UH anthropology professor Terry Hunt's research indicates that a few clever men could indeed have moved the 5-ton moai statues onto their familiar perches on Rapa Nui in the South Pacific. Twice in 2011, for example, about 18 average-sized college students gathered at Kualoa Ranch (above) and 'walked' a statue replica more than 100 yards in 40 minutes. Hunt and Carl Lipo's award-winning book, 'The Statue That Walked: Unraveling the Mystery of Easter Island,' and its theories are featured in this month's 'National Geographic' magazine and will be broadcast in a NGS/PBS TV special in November. Photo by Sheela Sharma.

Kailua High School’s 1957 graduating class has a big 55-year reunion week coming up, and it’s sure to be full of pride and laughter.

“We’re having a luau and a sock hop,” said Pua’ala Bugbee Fisher, “but many of the boys use walkers and only the girls are still tough.” Fisher, an avid golfer who was head KHS cheerleader, said they have about 125 alumni coming to the festivities, though nearly that many have already passed on.

And the class doesn’t get enough recognition, she believes. “We were the first graduating class of Kailua High School.

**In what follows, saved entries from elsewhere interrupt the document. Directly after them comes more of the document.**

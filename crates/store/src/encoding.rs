//! Encoding for stored keys and values
//!
//! Version keys are `{escaped key}{0x00 0x00}{order index (8, big-endian)}`.
//! Escaping replaces every `0x00` in the user key with `0x00 0xff`, so the
//! terminator sorts before any continuation of the key. All versions of one
//! key are therefore contiguous, ordered by index, and a key prefix maps to a
//! byte prefix of the encoded form.

use crate::error::{Error, Result};
use ordo_common::{Anchor, OrderIndex, Term};

/// Encode a value to bytes
pub trait Encode {
    fn encode(&self) -> Result<Vec<u8>>;
}

/// Decode a value from bytes
pub trait Decode: Sized {
    fn decode(bytes: &[u8]) -> Result<Self>;
}

impl Encode for OrderIndex {
    fn encode(&self) -> Result<Vec<u8>> {
        Ok(self.to_be_bytes().to_vec())
    }
}

impl Decode for OrderIndex {
    fn decode(bytes: &[u8]) -> Result<Self> {
        let buf: [u8; 8] = bytes.try_into().map_err(|_| {
            Error::Encoding(format!("Expected 8 bytes for u64, got {}", bytes.len()))
        })?;
        Ok(u64::from_be_bytes(buf))
    }
}

impl Encode for Term {
    fn encode(&self) -> Result<Vec<u8>> {
        Ok(Term::encode(self)?)
    }
}

impl Decode for Term {
    fn decode(bytes: &[u8]) -> Result<Self> {
        Ok(Term::decode(bytes)?)
    }
}

impl Encode for Anchor {
    fn encode(&self) -> Result<Vec<u8>> {
        Ok(self.as_bytes().to_vec())
    }
}

impl Decode for Anchor {
    fn decode(bytes: &[u8]) -> Result<Self> {
        Anchor::from_slice(bytes)
            .ok_or_else(|| Error::Encoding(format!("Expected 32 bytes for anchor, got {}", bytes.len())))
    }
}

/// Escape a user key (without terminator). Also the encoding of a key prefix.
pub fn escape_key(key: &[u8]) -> Vec<u8> {
    let mut out = Vec::with_capacity(key.len() + 2);
    for &b in key {
        out.push(b);
        if b == 0x00 {
            out.push(0xff);
        }
    }
    out
}

/// Encode the storage key for one version of `key`
pub fn encode_version_key(key: &[u8], index: OrderIndex) -> Vec<u8> {
    let mut out = escape_key(key);
    out.extend_from_slice(&[0x00, 0x00]);
    out.extend_from_slice(&index.to_be_bytes());
    out
}

/// Split a version key back into the user key and its order index
pub fn decode_version_key(bytes: &[u8]) -> Result<(Vec<u8>, OrderIndex)> {
    let mut key = Vec::new();
    let mut pos = 0;
    loop {
        match bytes.get(pos) {
            Some(0x00) => match bytes.get(pos + 1) {
                Some(0xff) => {
                    key.push(0x00);
                    pos += 2;
                }
                Some(0x00) => {
                    pos += 2;
                    break;
                }
                _ => return Err(Error::Encoding("Invalid escape in version key".to_string())),
            },
            Some(&b) => {
                key.push(b);
                pos += 1;
            }
            None => return Err(Error::Encoding("Unterminated version key".to_string())),
        }
    }
    let index = OrderIndex::decode(&bytes[pos..])?;
    Ok((key, index))
}

/// Root index key ordered by anchor then height: `{anchor(32)}{height(8)}`
pub fn encode_root_key(anchor: &Anchor, height: OrderIndex) -> Vec<u8> {
    let mut out = Vec::with_capacity(Anchor::LEN + 8);
    out.extend_from_slice(anchor.as_bytes());
    out.extend_from_slice(&height.to_be_bytes());
    out
}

We planted grass and trees on the campus (at what is now Kailua Intermediate School).

“And we had Shigeru Hotoke for our music teacher,” Fisher added, bringing up a sore point. “He belonged to us first, and a lot of the boys have been very frustrated about it (printed stories about more-recent choir students). “We were the first Madrigals,” she said proudly.

The late Hotoke began with 16 students in 1954 in a choral program that swelled to more than 500 a few years later, drawing in flocks of enthusiastic teenagers who followed him on tour all over the world. The school’s music building now bears his name.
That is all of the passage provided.